Unless Russia Comes Up with an Image of a Bright Future, It will Fall Apart Just as the USSR Did, Bondarenko Says

Paul Goble

            Staunton, August 22 – People live not by what they see around them but by what they hope for in the future; and if they do not have such a vision or lose it, then they will cease to be one people but will fall apart because only in those parts will they be able to imagine and belive in some bright future, Oleg Bondarenko.says.

            That loss in the hope of a bright future was what tore the Soviet people and ultimately their own country apart, and the lack of such an image among Russians could easily end the same way for them and their country, the Moskovsky komsomolets commentator argues (mk.ru/politics/2021/08/22/sovetskiy-soyuz-byl-obrechen-s-poyavleniem-mezhnacionalnoy-rozni.html).

`           “The Soviet man was doomed when he was deprived of an image of the future, of the much sought-after communism,” Bondarenko says. This happened about in 1987 “with the appearance of the mass cooperative movement, the precursor of the first capitalist forms of property.” When people in the USSR saw this, they “ceased to be Soviet.”

            Capitalism inevitably divides people, he continues, and “the simplest of all ways” to divide peole in a poor country is on the lines of nationality. “Therefore, the Soviet Union was condemned by the rise of inter-ethnic hostility and the wearing away of its own image of the future.”

            While almost everyone in the USSR referred to himself or herself as Soviet, only a tiny share of them actually declared that in the census. “Unlike in the former Yugoslavia,” where almost ten percent of the population identified as Yugoslavs, in the USSR, their number was miniscule.

            Its residents identified as members of nations, and when the image of the future that had held them together as Soviets disappeared, they retreated to their respective national tents. That is something that can happen to any country: it can even happen to the United States if its people identify more as members of one race or faith than as Americans.

            And it happened in the USSR. Many have forgotten that the RSFSR was “the first of the union republics after the Baltics and the Caucasians” to vote for a declaration of independence.

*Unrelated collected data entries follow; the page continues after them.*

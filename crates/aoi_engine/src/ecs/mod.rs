//! Entity storage for the interest engine
//!
//! Entity records, the id → record registry and the per-tick partition sets.

pub mod entity;
pub mod registry;
pub mod partition;

pub use entity::{EntityId, EntityKey, Mode, Object};
pub use registry::Registry;
pub use partition::{ObjectSet, Partitions};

Once it had, there was no going back. What the Ukrainians and Moldovans did later was almost an afterthought.

            If anyone is to restore the Union, he will have to come up with “an attractive image of the future which is above national borders,” Bondarenko says. That won’t happen by creating structures; it is about ideas. And today, there is “a lack of a simple and clear consolidating idea” and so no change of a return to a broader community.

            This lack, he continues, lies “at the basis of the geopolitical impotence” of Russia.

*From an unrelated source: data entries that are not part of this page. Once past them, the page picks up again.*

//! Hysteresis pair tracker
//!
//! A candidate pair whose squared distance lands between the inner radius
//! and the leave radius is neither clearly in nor clearly out. Instead of
//! reporting it, the engine *tracks* it: the pair keeps a reference on both
//! entities and a snapshot of their versions, and is re-judged at the start
//! of every tick until it crosses one of the two boundaries.
//!
//! A pair whose endpoint changed version or got dropped is discarded
//! silently. The change will put the endpoint into a moving bucket again,
//! so the pair is re-evaluated from scratch by the partitioning pass.

use crate::ecs::{EntityKey, Object};
use crate::foundation::math::distance_squared;
use crate::foundation::memory::{AllocError, Allocator};
use crate::core::config::EngineConfig;

use super::event::Event;

/// Bytes requested from the allocator for every tracked pair
pub const PAIR_BYTES: usize = std::mem::size_of::<TrackedPair>();

/// Where a squared distance falls relative to the two boundaries
#[derive(Debug, Clone, Copy, PartialEq, Eq)]
pub enum Proximity {
    /// Strictly inside the interest radius
    Inside,
    /// Between the interest radius and the leave radius, both inclusive
    Boundary,
    /// Strictly beyond the leave radius
    Outside,
}

/// Squared inner and outer radii
#[derive(Debug, Clone, Copy, PartialEq)]
pub struct Thresholds {
    inner: f32,
    outer: f32,
}

impl Thresholds {
    /// Build from squared radii
    pub fn new(inner_squared: f32, outer_squared: f32) -> Self {
        debug_assert!(inner_squared <= outer_squared);
        Self {
            inner: inner_squared,
            outer: outer_squared,
        }
    }

    /// Derive the thresholds of an engine configuration
    pub fn from_config(config: &EngineConfig) -> Self {
        Self::new(config.radius_squared(), config.leave_distance_squared())
    }

    /// Classify a squared distance
    #[inline]
    pub fn classify(&self, distance_squared: f32) -> Proximity {
        if distance_squared < self.inner {
            Proximity::Inside
        } else if distance_squared > self.outer {
            Proximity::Outside
        } else {
            Proximity::Boundary
        }
    }

    /// Classify the distance between two entities' current positions
    #[inline]
    pub fn between(&self, watcher: &Object, marker: &Object) -> Proximity {
        self.classify(distance_squared(watcher.position(), marker.position()))
    }
}

/// A watcher/marker pair waiting in the boundary zone
#[derive(Debug, Clone, Copy, PartialEq, Eq)]
pub struct TrackedPair {
    /// Watching entity
    pub watcher: EntityKey,
    /// Observed entity
    pub marker: EntityKey,
    /// Watcher version when tracking started
    pub watcher_version: u32,
    /// Marker version when tracking started
    pub marker_version: u32,
}

/// Outcome of re-judging a tracked pair
#[derive(Debug, Clone, Copy, PartialEq, Eq)]
pub enum Verdict {
    /// Still ambiguous, keep tracking
    Keep,
    /// Crossed a boundary: report and stop tracking
    Resolve(Event),
    /// Snapshot no longer describes the endpoints: stop tracking silently
    Stale,
}

impl TrackedPair {
    /// Start tracking, snapshotting both versions
    pub fn new(watcher_key: EntityKey, watcher: &Object, marker_key: EntityKey, marker: &Object) -> Self {
        Self {
            watcher: watcher_key,
            marker: marker_key,
            watcher_version: watcher.version(),
            marker_version: marker.version(),
        }
    }

    /// Re-judge the pair against the endpoints' current state
    pub fn judge(&self, watcher: &Object, marker: &Object, thresholds: &Thresholds) -> Verdict {
        if watcher.version() != self.watcher_version
            || marker.version() != self.marker_version
            || watcher.is_dropped()
            || marker.is_dropped()
        {
            return Verdict::Stale;
        }
        match thresholds.between(watcher, marker) {
            Proximity::Inside => Verdict::Resolve(Event::Move),
            Proximity::Outside => Verdict::Resolve(Event::Leave),
            Proximity::Boundary => Verdict::Keep,
        }
    }
}

/// Set of pairs currently tracked in the boundary zone
#[derive(Debug, Default)]
pub struct PairTracker {
    pairs: Vec<TrackedPair>,
}

impl PairTracker {
    /// Create an empty tracker
    pub fn new() -> Self {
        Self::default()
    }

    /// Start tracking every pair in `pairs`, accounting for each with `alloc`.
    ///
    /// Either every pair is tracked, or a request is refused, the bytes
    /// already granted are handed back and nothing is tracked. The caller
    /// is responsible for taking a reference on both endpoints.
    pub fn track_all<A: Allocator + ?Sized>(
        &mut self,
        pairs: Vec<TrackedPair>,
        alloc: &mut A,
    ) -> Result<(), AllocError> {
        for granted in 0..pairs.len() {
            if let Err(err) = alloc.request(PAIR_BYTES) {
                (0..granted).for_each(|_| alloc.release(PAIR_BYTES));
                return Err(err);
            }
        }
        self.pairs.extend(pairs);
        Ok(())
    }

    /// Keep only the pairs for which `keep` returns `true`.
    ///
    /// `keep` runs exactly once per pair, in tracking order; a pair it
    /// rejects must have its references and memory released by `keep`.
    pub fn retain(&mut self, keep: impl FnMut(&TrackedPair) -> bool) {
        self.pairs.retain(keep);
    }

    /// Remove every pair, handing each one to `release`
    pub fn drain(&mut self, release: impl FnMut(TrackedPair)) {
        self.pairs.drain(..).for_each(release);
    }

    /// Number of tracked pairs
    pub fn len(&self) -> usize {
        self.pairs.len()
    }

    /// Whether nothing is tracked
    pub fn is_empty(&self) -> bool {
        self.pairs.is_empty()
    }

    /// Tracked pairs in tracking order
    pub fn iter(&self) -> impl Iterator<Item = &TrackedPair> {
        self.pairs.iter()
    }
}

#[cfg(test)]
mod tests {
    use super::*;
    use crate::ecs::Mode;
    use crate::foundation::math::Vec3;
    use crate::foundation::memory::{BudgetAllocator, CountingAllocator};
    use slotmap::SlotMap;

    fn placed(id: u32, roles: Mode, at: Vec3) -> Object {
        let mut obj = Object::new(id);
        let changed = obj.set_roles(roles);
        obj.move_to(at, changed, 25.0);
        obj
    }

    #[test]
    fn test_classify_boundaries() {
        let thresholds = Thresholds::from_config(&EngineConfig::default());
        assert_eq!(thresholds.classify(99.9), Proximity::Inside);
        assert_eq!(thresholds.classify(100.0), Proximity::Boundary);
        assert_eq!(thresholds.classify(250.0), Proximity::Boundary);
        assert_eq!(thresholds.classify(400.0), Proximity::Boundary);
        assert_eq!(thresholds.classify(400.1), Proximity::Outside);
    }

    #[test]
    fn test_judge_follows_distance() {
        let thresholds = Thresholds::from_config(&EngineConfig::default());
        let mut keys: SlotMap<EntityKey, ()> = SlotMap::with_key();
        let (wk, mk) = (keys.insert(()), keys.insert(()));

        let watcher = placed(1, Mode::WATCHER, Vec3::zeros());
        let mut marker = placed(2, Mode::MARKER, Vec3::new(15.0, 0.0, 0.0));
        let pair = TrackedPair::new(wk, &watcher, mk, &marker);
        assert_eq!(pair.judge(&watcher, &marker, &thresholds), Verdict::Keep);

        // Jitter keeps the version, so the pair stays valid
        marker.move_to(Vec3::new(9.0, 0.0, 0.0), false, 100.0);
        assert_eq!(pair.judge(&watcher, &marker, &thresholds), Verdict::Resolve(Event::Move));

        marker.move_to(Vec3::new(21.0, 0.0, 0.0), false, 1000.0);
        assert_eq!(pair.judge(&watcher, &marker, &thresholds), Verdict::Resolve(Event::Leave));
    }

    #[test]
    fn test_judge_detects_stale_snapshot() {
        let thresholds = Thresholds::from_config(&EngineConfig::default());
        let mut keys: SlotMap<EntityKey, ()> = SlotMap::with_key();
        let (wk, mk) = (keys.insert(()), keys.insert(()));

        let mut watcher = placed(1, Mode::WATCHER, Vec3::zeros());
        let marker = placed(2, Mode::MARKER, Vec3::new(15.0, 0.0, 0.0));
        let pair = TrackedPair::new(wk, &watcher, mk, &marker);

        watcher.move_to(Vec3::new(14.0, 0.0, 0.0), false, 25.0);
        assert_eq!(pair.judge(&watcher, &marker, &thresholds), Verdict::Stale);

        let mut dropped_marker = marker.clone();
        let fresh_watcher = placed(1, Mode::WATCHER, Vec3::zeros());
        let pair = TrackedPair::new(wk, &fresh_watcher, mk, &dropped_marker);
        dropped_marker.mark_dropped();
        assert_eq!(pair.judge(&fresh_watcher, &dropped_marker, &thresholds), Verdict::Stale);
    }

    #[test]
    fn test_track_all_is_all_or_nothing() {
        let mut keys: SlotMap<EntityKey, ()> = SlotMap::with_key();
        let (wk, mk) = (keys.insert(()), keys.insert(()));
        let watcher = placed(1, Mode::WATCHER, Vec3::zeros());
        let marker = placed(2, Mode::MARKER, Vec3::new(15.0, 0.0, 0.0));
        let pair = TrackedPair::new(wk, &watcher, mk, &marker);

        let mut tracker = PairTracker::new();
        let mut budget = BudgetAllocator::new(PAIR_BYTES * 2);
        assert!(tracker.track_all(vec![pair; 3], &mut budget).is_err());
        assert!(tracker.is_empty());
        assert_eq!(budget.stats().live_bytes, 0);

        let mut counter = CountingAllocator::new();
        tracker.track_all(vec![pair; 3], &mut counter).unwrap();
        assert_eq!(tracker.len(), 3);
        assert_eq!(counter.stats().live_blocks, 3);
        assert_eq!(counter.stats().live_bytes, PAIR_BYTES * 3);
    }
}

            The processes of splitting up and decentralizing haven’t come to an end either beyond the borders of the Russian Federation or even within it. Consider Tatarstan or Sakha and Buryatia? “Do you know what the level of everyday separatism is” in these?

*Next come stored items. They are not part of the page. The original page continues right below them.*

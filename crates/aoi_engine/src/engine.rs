//! Interest engine
//!
//! The engine owns every entity record, the registry, the partition sets
//! and the pair tracker of one scene. Hosts feed it entity updates between
//! ticks and call [`Engine::tick`] once per simulation step.
//!
//! A tick runs in three phases:
//!
//! 1. **Flush**: re-judge every tracked pair and report those that left the
//!    boundary zone.
//! 2. **Partition**: scan the registry and sort each entity into the static
//!    or moving bucket of every role it holds.
//! 3. **Generate**: pair watchers with markers across
//!    `static × moving`, `moving × static` and `moving × moving`. The
//!    `static × static` product is skipped because nothing in it changed
//!    since the previous tick, so the cost follows the number of entities
//!    that actually moved.

use log::{debug, trace, warn};
use slotmap::SlotMap;
use thiserror::Error;

use crate::core::config::{ConfigError, EngineConfig};
use crate::ecs::{EntityId, EntityKey, Object, Partitions, Registry};
use crate::foundation::math::Vec3;
use crate::foundation::memory::{AllocError, Allocator, SystemAllocator};
use crate::interest::pair::PAIR_BYTES;
use crate::interest::{Directives, Event, Notification, PairTracker, Proximity, Thresholds, TrackedPair, Verdict};

/// Bytes requested from the allocator for every entity record
const OBJECT_BYTES: usize = std::mem::size_of::<Object>();

/// Engine errors
#[derive(Error, Debug)]
pub enum EngineError {
    /// The injected allocator refused a request
    #[error("Allocation failed: {0}")]
    Allocation(#[from] AllocError),

    /// The configuration was rejected
    #[error("Invalid configuration: {0}")]
    Config(#[from] ConfigError),
}

/// Entity arena plus the id index into it
#[derive(Debug)]
struct World {
    objects: SlotMap<EntityKey, Object>,
    registry: Registry<EntityKey>,
}

impl World {
    /// Find the record for `id`, creating a blank one if needed
    fn query<A: Allocator + ?Sized>(&mut self, id: EntityId, alloc: &mut A) -> Result<EntityKey, AllocError> {
        let objects = &mut self.objects;
        self.registry.query_or_try_insert_with(id, alloc, |alloc| {
            alloc.request(OBJECT_BYTES)?;
            trace!("entity {id} created");
            Ok(objects.insert(Object::new(id)))
        })
    }

    /// Drop one reference on `key`, destroying the entity at zero
    fn release<A: Allocator + ?Sized>(&mut self, key: EntityKey, alloc: &mut A) {
        let Some(obj) = self.objects.get_mut(key) else {
            return;
        };
        if !obj.release() {
            return;
        }
        let id = obj.id();
        self.objects.remove(key);
        if self.registry.get(id) == Some(key) {
            self.registry.remove(id);
        }
        alloc.release(OBJECT_BYTES);
        trace!("entity {id} destroyed");
    }
}

/// Area-of-interest engine for one scene
///
/// The allocator is a per-instance dependency; use
/// [`Engine::with_allocator`] to plug in budgeting or instrumentation.
///
/// # Example
///
/// ```
/// use aoi_engine::{Engine, Event};
///
/// let mut engine = Engine::new()?;
/// engine.update(1, "w", [0.0, 0.0, 0.0])?;
/// engine.update(2, "m", [3.0, 4.0, 0.0])?;
///
/// let mut seen = Vec::new();
/// engine.tick(|watcher, marker, event| seen.push((watcher, marker, event)))?;
/// assert_eq!(seen, vec![(1, 2, Event::Move)]);
/// # Ok::<(), aoi_engine::EngineError>(())
/// ```
#[derive(Debug)]
pub struct Engine<A: Allocator = SystemAllocator> {
    config: EngineConfig,
    thresholds: Thresholds,
    near_distance_squared: f32,
    world: World,
    sets: Partitions,
    hot: PairTracker,
    alloc: A,
    released: bool,
}

impl Engine<SystemAllocator> {
    /// Create an engine with the default configuration and the system allocator
    pub fn new() -> Result<Self, EngineError> {
        Self::with_allocator(SystemAllocator)
    }
}

impl<A: Allocator> Engine<A> {
    /// Create an engine with the default configuration and a custom allocator
    pub fn with_allocator(alloc: A) -> Result<Self, EngineError> {
        Self::with_config(EngineConfig::default(), alloc)
    }

    /// Create an engine from a configuration and an allocator
    pub fn with_config(config: EngineConfig, mut alloc: A) -> Result<Self, EngineError> {
        config.validate()?;

        let registry = Registry::new(config.registry_capacity, &mut alloc)?;
        let sets = match Partitions::new(config.set_capacity, &mut alloc) {
            Ok(sets) => sets,
            Err(err) => {
                alloc.release(registry.table_bytes());
                return Err(err.into());
            }
        };

        debug!(
            "AOI engine created (radius {}, leave scale {}, near scale {})",
            config.radius, config.leave_scale, config.near_scale
        );

        Ok(Self {
            thresholds: Thresholds::from_config(&config),
            near_distance_squared: config.near_distance_squared(),
            config,
            world: World {
                objects: SlotMap::with_key(),
                registry,
            },
            sets,
            hot: PairTracker::new(),
            alloc,
            released: false,
        })
    }

    /// Active configuration
    pub fn config(&self) -> &EngineConfig {
        &self.config
    }

    /// The injected allocator
    pub fn allocator(&self) -> &A {
        &self.alloc
    }

    /// Mutable access to the injected allocator, e.g. to adjust a budget
    pub fn allocator_mut(&mut self) -> &mut A {
        &mut self.alloc
    }

    /// Update an entity from a directive string (`w`, `m`, `d`)
    ///
    /// See [`Engine::update_with`].
    pub fn update(&mut self, id: EntityId, mode: &str, position: impl Into<Vec3>) -> Result<(), EngineError> {
        self.update_with(id, Directives::parse(mode), position)
    }

    /// Update an entity's roles and position
    ///
    /// Unknown ids are created on the fly. Role bits replace the previous
    /// roles. [`Directives::DROP`] releases the entity and ignores the rest
    /// of the call; a later update without it brings the entity back.
    pub fn update_with(
        &mut self,
        id: EntityId,
        directives: Directives,
        position: impl Into<Vec3>,
    ) -> Result<(), EngineError> {
        let key = self.world.query(id, &mut self.alloc)?;
        let near_distance_squared = self.near_distance_squared;
        let Some(obj) = self.world.objects.get_mut(key) else {
            return Ok(());
        };

        if directives.contains(Directives::DROP) {
            if obj.mark_dropped() {
                trace!("entity {id} dropped");
                self.world.release(key, &mut self.alloc);
            }
            return Ok(());
        }

        if obj.recover() {
            trace!("entity {id} recovered");
            obj.grab();
        }

        let changed = obj.set_roles(directives.roles());
        if obj.move_to(position.into(), changed, near_distance_squared) {
            trace!("entity {id} changed (version {})", obj.version());
        }
        Ok(())
    }

    /// Advance one tick, reporting transitions to `callback`
    ///
    /// `callback(watcher, marker, event)` runs synchronously for every
    /// pair that entered ([`Event::Move`]) or left ([`Event::Leave`]) the
    /// interest area. The engine is mutably borrowed for the whole call, so
    /// the callback cannot reach back into it.
    ///
    /// If the allocator refuses a request while partitioning or
    /// generating, no candidate of this tick is reported or tracked and
    /// every moving entity keeps its motion flag, so the next successful
    /// tick evaluates them all. Events from the flush phase are delivered
    /// regardless.
    pub fn tick<F>(&mut self, mut callback: F) -> Result<(), EngineError>
    where
        F: FnMut(EntityId, EntityId, Event),
    {
        let flushed = self.flush_pairs(&mut callback);
        self.sets.clear();
        let generated = match self.partition().and_then(|()| self.generate_pairs(&mut callback)) {
            Ok(generated) => generated,
            Err(err) => {
                self.restore_motion();
                warn!("tick aborted, motion kept for the next tick: {err}");
                return Err(err.into());
            }
        };

        debug!(
            "tick: {} flushed, {} generated, {} tracked, sets ws={} wm={} ms={} mm={}",
            flushed,
            generated,
            self.hot.len(),
            self.sets.watcher_static.len(),
            self.sets.watcher_move.len(),
            self.sets.marker_static.len(),
            self.sets.marker_move.len(),
        );
        Ok(())
    }

    /// Advance one tick and return the notifications instead of calling back
    pub fn tick_collect(&mut self) -> Result<Vec<Notification>, EngineError> {
        let mut out = Vec::new();
        self.tick(|watcher, marker, event| out.push(Notification::new(watcher, marker, event)))?;
        Ok(out)
    }

    /// Re-judge tracked pairs; returns the number of events emitted
    fn flush_pairs<F>(&mut self, callback: &mut F) -> usize
    where
        F: FnMut(EntityId, EntityId, Event),
    {
        if self.hot.is_empty() {
            return 0;
        }
        let thresholds = self.thresholds;
        let world = &mut self.world;
        let alloc = &mut self.alloc;
        let mut emitted = 0;

        self.hot.retain(|pair| {
            let verdict = match (world.objects.get(pair.watcher), world.objects.get(pair.marker)) {
                (Some(watcher), Some(marker)) => {
                    let verdict = pair.judge(watcher, marker, &thresholds);
                    if let Verdict::Resolve(event) = verdict {
                        callback(watcher.id(), marker.id(), event);
                        emitted += 1;
                    }
                    verdict
                }
                _ => Verdict::Stale,
            };
            if verdict == Verdict::Keep {
                return true;
            }
            world.release(pair.watcher, alloc);
            world.release(pair.marker, alloc);
            alloc.release(PAIR_BYTES);
            false
        });
        emitted
    }

    /// Rebuild the four partition sets from a full registry scan
    fn partition(&mut self) -> Result<(), AllocError> {
        let World { objects, registry } = &mut self.world;
        for key in registry.values() {
            let Some(obj) = objects.get_mut(key) else {
                continue;
            };
            let (is_watcher, is_marker) = (obj.is_watcher(), obj.is_marker());
            if !is_watcher && !is_marker {
                continue;
            }
            // Both roles see the same motion flag; it is consumed once placed
            self.sets
                .classify(key, is_watcher, is_marker, obj.has_moved(), &mut self.alloc)?;
            obj.take_moved();
        }
        Ok(())
    }

    /// Put the motion flag back on every entity of the moving sets
    fn restore_motion(&mut self) {
        let objects = &mut self.world.objects;
        let moving = self.sets.watcher_move.as_slice().iter().chain(self.sets.marker_move.as_slice());
        for &key in moving {
            if let Some(obj) = objects.get_mut(key) {
                obj.restore_moved();
            }
        }
    }

    /// Evaluate candidate pairs; returns the number of events emitted
    ///
    /// Boundary pairs are tracked as one batch before any event is
    /// reported, so a refused request leaves nothing half done.
    fn generate_pairs<F>(&mut self, callback: &mut F) -> Result<usize, AllocError>
    where
        F: FnMut(EntityId, EntityId, Event),
    {
        let Partitions {
            watcher_static,
            watcher_move,
            marker_static,
            marker_move,
        } = &self.sets;
        let mut events = Vec::new();
        let mut boundary = Vec::new();

        for (watchers, markers) in [
            (watcher_static, marker_move),
            (watcher_move, marker_static),
            (watcher_move, marker_move),
        ] {
            for &watcher_key in watchers.as_slice() {
                for &marker_key in markers.as_slice() {
                    if watcher_key == marker_key {
                        continue;
                    }
                    let (Some(watcher), Some(marker)) = (
                        self.world.objects.get(watcher_key),
                        self.world.objects.get(marker_key),
                    ) else {
                        continue;
                    };

                    match self.thresholds.between(watcher, marker) {
                        Proximity::Inside => events.push((watcher.id(), marker.id(), Event::Move)),
                        Proximity::Outside => events.push((watcher.id(), marker.id(), Event::Leave)),
                        Proximity::Boundary => {
                            boundary.push(TrackedPair::new(watcher_key, watcher, marker_key, marker));
                        }
                    }
                }
            }
        }

        let grabs: Vec<EntityKey> = boundary.iter().flat_map(|pair| [pair.watcher, pair.marker]).collect();
        self.hot.track_all(boundary, &mut self.alloc)?;
        for key in grabs {
            if let Some(obj) = self.world.objects.get_mut(key) {
                obj.grab();
            }
        }

        for &(watcher, marker, event) in &events {
            callback(watcher, marker, event);
        }
        Ok(events.len())
    }

    /// Look up an entity without creating it
    pub fn entity(&self, id: EntityId) -> Option<&Object> {
        self.world
            .registry
            .get(id)
            .and_then(|key| self.world.objects.get(key))
    }

    /// Outstanding references on an entity, `None` once it is destroyed
    pub fn ref_count(&self, id: EntityId) -> Option<u32> {
        self.entity(id).map(Object::ref_count)
    }

    /// Number of live entity records, including dropped ones still held by pairs
    pub fn entity_count(&self) -> usize {
        self.world.objects.len()
    }

    /// Number of pairs waiting in the boundary zone
    pub fn tracked_pairs(&self) -> usize {
        self.hot.len()
    }

    /// Whether the given watcher/marker pair is currently tracked
    pub fn is_tracked(&self, watcher: EntityId, marker: EntityId) -> bool {
        let objects = &self.world.objects;
        self.hot.iter().any(|pair| {
            objects.get(pair.watcher).map(Object::id) == Some(watcher)
                && objects.get(pair.marker).map(Object::id) == Some(marker)
        })
    }

    /// Slot count of the entity registry
    pub fn registry_capacity(&self) -> usize {
        self.world.registry.capacity()
    }

    /// Tear the engine down, returning the allocator once every record has
    /// been given back to it
    pub fn release(mut self) -> A
    where
        A: Default,
    {
        self.release_all();
        std::mem::take(&mut self.alloc)
    }

    /// Give every outstanding request back to the allocator
    fn release_all(&mut self) {
        if std::mem::replace(&mut self.released, true) {
            return;
        }
        let alloc = &mut self.alloc;
        self.hot.drain(|_| alloc.release(PAIR_BYTES));
        for _ in self.world.objects.drain() {
            alloc.release(OBJECT_BYTES);
        }
        self.sets.release_storage(alloc);
        alloc.release(self.world.registry.table_bytes());
    }
}

impl<A: Allocator> Drop for Engine<A> {
    fn drop(&mut self) {
        self.release_all();
    }
}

            “I will tell you,” the Moskovsky komsomolets commentator says. “It is quite high And therefore one must not be surprised if and when already in the national republics of the Russian Federation, local nationally concerned radicals will begin to demand of Russians that they apologize as they leave.”

            The present model of the Russian Federation is too rickety to hold, not because there are non-Russian republics but because there is no common vision of the future. “If Marx were alive now,” Bondarenko says, he would correct his chief axiom that being defines consciousness and declare that “expectation of being defines consciousness.”

            “People live in hope for the morrow; and in these expectations the model which gives the most accessible model of a bright tomorrow will win. If one’s own powers aren’t capable of formulating it, the people at a certain moment will change from an object to a subject of political processes and find an expression of their own expectations.”

            “Therefore,” he says, “the quicker that an image of a bright tomorrow appears in Russia, the more stable it will be. And in the absence of it,” one can expect only disintegration. That is what happened with the Soviet Union. “I would very much not like that the Russian Federation would repeat that path,” Bondarenko concludes.